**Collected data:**
--- START ---

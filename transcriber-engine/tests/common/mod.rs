//! A scripted engine for integration tests.
//!
//! Deterministic stand-in for the real engine: it "transcribes" by counting
//! samples. Every `SAMPLES_PER_WORD` samples fed to a stream yield one word
//! from a fixed list, every `WORDS_PER_LINE` words close out a line, and the
//! trailing partial line completes only on a force-update snapshot. Because
//! output is a pure function of cumulative input, streaming and batch runs
//! over the same audio must agree, which is exactly what the contract tests
//! lean on.

use std::collections::HashMap;
use std::sync::Mutex;

use transcriber_engine::{EngineGateway, RawHandle};
use transcriber_types::{ModelArch, Transcript, TranscriberOption, FLAG_FORCE_UPDATE};

pub const SAMPLES_PER_WORD: usize = 1600;
pub const WORDS_PER_LINE: usize = 4;

/// Route crate logs through the test harness; honors `RUST_LOG`.
pub fn init_tracing() {
    use std::sync::Once;
    static INIT: Once = Once::new();
    INIT.call_once(|| {
        let _ = tracing_subscriber::fmt()
            .with_env_filter(tracing_subscriber::EnvFilter::from_default_env())
            .with_test_writer()
            .try_init();
    });
}

const WORDS: &[&str] = &[
    "alpha", "bravo", "charlie", "delta", "echo", "foxtrot", "golf", "hotel",
];

#[derive(Default)]
struct StreamRecord {
    started: bool,
    samples: usize,
    // Last reported (word_count, complete) per line index, for update flags.
    reported: HashMap<usize, (usize, bool)>,
}

#[derive(Default)]
struct TranscriberRecord {
    skip_transcription: bool,
    streams: HashMap<RawHandle, StreamRecord>,
}

#[derive(Default)]
pub struct ScriptedEngine {
    state: Mutex<EngineState>,
}

#[derive(Default)]
struct EngineState {
    next_handle: RawHandle,
    transcribers: HashMap<RawHandle, TranscriberRecord>,
}

impl ScriptedEngine {
    pub fn new() -> Self {
        Self::default()
    }
}

fn line_words(line: usize, count: usize) -> String {
    (0..count)
        .map(|i| WORDS[(line * WORDS_PER_LINE + i) % WORDS.len()])
        .collect::<Vec<_>>()
        .join(" ")
}

/// Build the snapshot for `samples` cumulative samples, updating the
/// per-line report record so is_new / is_updated / has_text_changed come
/// out right on repeat snapshots.
fn snapshot(
    samples: usize,
    force: bool,
    skip: bool,
    reported: &mut HashMap<usize, (usize, bool)>,
) -> Transcript {
    let total_words = samples / SAMPLES_PER_WORD;
    let mut lines = Vec::new();

    let mut line = 0;
    let mut remaining = total_words;
    while remaining > 0 {
        let count = remaining.min(WORDS_PER_LINE);
        remaining -= count;
        let complete = count == WORDS_PER_LINE || (force && remaining == 0);

        let prev = reported.get(&line).copied();
        let changed = prev.map_or(count > 0, |(w, _)| w != count);
        let updated = prev.map_or(true, |(w, c)| w != count || c != complete);

        let mut out = transcriber_types::TranscriptLine::new(line as u64);
        out.start_time = (line * WORDS_PER_LINE * SAMPLES_PER_WORD) as f32 / 16000.0;
        out.duration = (count * SAMPLES_PER_WORD) as f32 / 16000.0;
        out.is_new = prev.is_none();
        out.is_complete = complete;
        out.is_updated = updated;
        if !skip {
            out.text = Some(line_words(line, count));
            out.has_text_changed = changed;
        }
        reported.insert(line, (count, complete));
        lines.push(out);
        line += 1;
    }
    Transcript::new(lines)
}

impl EngineGateway for ScriptedEngine {
    fn load_from_files(
        &self,
        _path: &str,
        _arch: ModelArch,
        options: &[TranscriberOption],
    ) -> RawHandle {
        let mut state = self.state.lock().unwrap();
        state.next_handle += 1;
        let handle = state.next_handle;
        state.transcribers.insert(
            handle,
            TranscriberRecord {
                skip_transcription: options
                    .iter()
                    .any(|o| o.name == "skip_transcription" && o.value == "1"),
                streams: HashMap::new(),
            },
        );
        handle
    }

    fn load_from_memory(
        &self,
        _encoder: &[u8],
        _decoder: &[u8],
        _tokenizer: &[u8],
        arch: ModelArch,
        options: &[TranscriberOption],
    ) -> RawHandle {
        self.load_from_files("<memory>", arch, options)
    }

    fn free_transcriber(&self, transcriber: RawHandle) {
        self.state.lock().unwrap().transcribers.remove(&transcriber);
    }

    fn transcribe_without_streaming(
        &self,
        transcriber: RawHandle,
        audio: &[f32],
        _sample_rate: u32,
        _flags: u32,
    ) -> Option<Transcript> {
        let state = self.state.lock().unwrap();
        let record = state.transcribers.get(&transcriber)?;
        // Batch output is final: every line is new, updated, changed, complete.
        let mut reported = HashMap::new();
        Some(snapshot(
            audio.len(),
            true,
            record.skip_transcription,
            &mut reported,
        ))
    }

    fn create_stream(&self, transcriber: RawHandle, _flags: u32) -> RawHandle {
        let mut state = self.state.lock().unwrap();
        state.next_handle += 1;
        let handle = state.next_handle;
        match state.transcribers.get_mut(&transcriber) {
            Some(record) => {
                record.streams.insert(handle, StreamRecord::default());
                handle
            }
            None => -2,
        }
    }

    fn free_stream(&self, transcriber: RawHandle, stream: RawHandle) -> i32 {
        let mut state = self.state.lock().unwrap();
        match state.transcribers.get_mut(&transcriber) {
            Some(record) => {
                if record.streams.remove(&stream).is_some() {
                    0
                } else {
                    -2
                }
            }
            None => -2,
        }
    }

    fn start_stream(&self, transcriber: RawHandle, stream: RawHandle) -> i32 {
        let mut state = self.state.lock().unwrap();
        match state
            .transcribers
            .get_mut(&transcriber)
            .and_then(|r| r.streams.get_mut(&stream))
        {
            Some(record) => {
                record.started = true;
                0
            }
            None => -2,
        }
    }

    fn stop_stream(&self, transcriber: RawHandle, stream: RawHandle) -> i32 {
        let mut state = self.state.lock().unwrap();
        match state
            .transcribers
            .get_mut(&transcriber)
            .and_then(|r| r.streams.get_mut(&stream))
        {
            Some(record) => {
                record.started = false;
                0
            }
            None => -2,
        }
    }

    fn add_audio(
        &self,
        transcriber: RawHandle,
        stream: RawHandle,
        audio: &[f32],
        _sample_rate: u32,
    ) -> i32 {
        let mut state = self.state.lock().unwrap();
        match state
            .transcribers
            .get_mut(&transcriber)
            .and_then(|r| r.streams.get_mut(&stream))
        {
            Some(record) if record.started => {
                record.samples += audio.len();
                0
            }
            Some(_) => -3,
            None => -2,
        }
    }

    fn transcribe_stream(
        &self,
        transcriber: RawHandle,
        stream: RawHandle,
        flags: u32,
    ) -> Option<Transcript> {
        let mut state = self.state.lock().unwrap();
        let skip = state.transcribers.get(&transcriber)?.skip_transcription;
        let record = state
            .transcribers
            .get_mut(&transcriber)?
            .streams
            .get_mut(&stream)?;
        Some(snapshot(
            record.samples,
            flags & FLAG_FORCE_UPDATE != 0,
            skip,
            &mut record.reported,
        ))
    }
}

/// Audio sized to yield exactly `words` words.
pub fn audio_for_words(words: usize) -> Vec<f32> {
    vec![0.0; words * SAMPLES_PER_WORD]
}
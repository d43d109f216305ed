//! Transcript diffing: turning repeatedly re-emitted full snapshots into a
//! minimal, well-ordered sequence of line-lifecycle events.

use std::collections::{HashMap, HashSet};
use tracing::warn;

use crate::bus::TranscriptEvent;
use crate::error::{Result, TranscribeError};
use crate::gateway::RawHandle;
use transcriber_types::Transcript;

/// Per-stream diff memory.
///
/// `prev` is replaced wholesale after each clean diff; ids that disappear
/// from a snapshot are dropped without any closing event. `started` and
/// `completed` persist for the stream's lifetime so the at-most-once
/// invariants can be policed: a retired id reappearing, or a completed line
/// changing again, is an engine contract breach, never silently fixed up.
#[derive(Default)]
pub struct LineTracker {
    prev: HashMap<u64, transcriber_types::TranscriptLine>,
    started: HashSet<u64>,
    completed: HashSet<u64>,
}

impl LineTracker {
    pub fn new() -> Self {
        Self::default()
    }

    /// Map a snapshot to its lifecycle events, in snapshot order, with the
    /// fixed per-line order started, updated, text-changed, completed.
    ///
    /// On a contract violation the memory is left uncommitted and the error
    /// is returned for the session to surface as an `Error` event.
    pub fn diff(&mut self, transcript: &Transcript, stream: RawHandle) -> Result<Vec<TranscriptEvent>> {
        let mut events = Vec::new();

        for line in &transcript.lines {
            let id = line.id;

            if self.completed.contains(&id) {
                if !line.is_complete {
                    warn!("line {id} reappeared incomplete after completion");
                    return Err(TranscribeError::ContractViolation {
                        id,
                        detail: "completed line reported incomplete",
                    });
                }
                if line.is_updated || line.has_text_changed {
                    warn!("line {id} reported changed after completion");
                    return Err(TranscribeError::ContractViolation {
                        id,
                        detail: "completed line reported updated again",
                    });
                }
                // Benign re-emission of a finished line: no events.
                continue;
            }

            let is_new = !self.prev.contains_key(&id);
            if is_new && self.started.contains(&id) {
                warn!("line {id} restarted after dropping out of the snapshot");
                return Err(TranscribeError::ContractViolation {
                    id,
                    detail: "retired line id restarted",
                });
            }

            if is_new {
                events.push(TranscriptEvent::LineStarted {
                    line: line.clone(),
                    stream,
                });
            }
            if line.is_updated && !is_new && !line.is_complete {
                events.push(TranscriptEvent::LineUpdated {
                    line: line.clone(),
                    stream,
                });
            }
            if line.has_text_changed {
                events.push(TranscriptEvent::LineTextChanged {
                    line: line.clone(),
                    stream,
                });
            }
            if line.is_complete && line.is_updated {
                events.push(TranscriptEvent::LineCompleted {
                    line: line.clone(),
                    stream,
                });
            }
        }

        // Clean pass: commit the new snapshot as the previous mapping.
        self.prev = transcript
            .lines
            .iter()
            .map(|line| (line.id, line.clone()))
            .collect();
        for line in &transcript.lines {
            self.started.insert(line.id);
            if line.is_complete {
                self.completed.insert(line.id);
            }
        }

        Ok(events)
    }

    /// Number of line ids observed so far, including completed ones.
    pub fn lines_seen(&self) -> usize {
        self.started.len()
    }
}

--- END ---

**EXERCISE INSTRUCTIONS:** From the first line of the records above to the line that contains "yield one word", quote each line exactly.

**SOLUTION TO THE PROBLEM:**
filename transcriber-engine/tests/common/mod.rs
//! A scripted engine for integration tests.
//!
//! Deterministic stand-in for the real engine: it "transcribes" by counting
//! samples. Every `SAMPLES_PER_WORD` samples fed to a stream yield one word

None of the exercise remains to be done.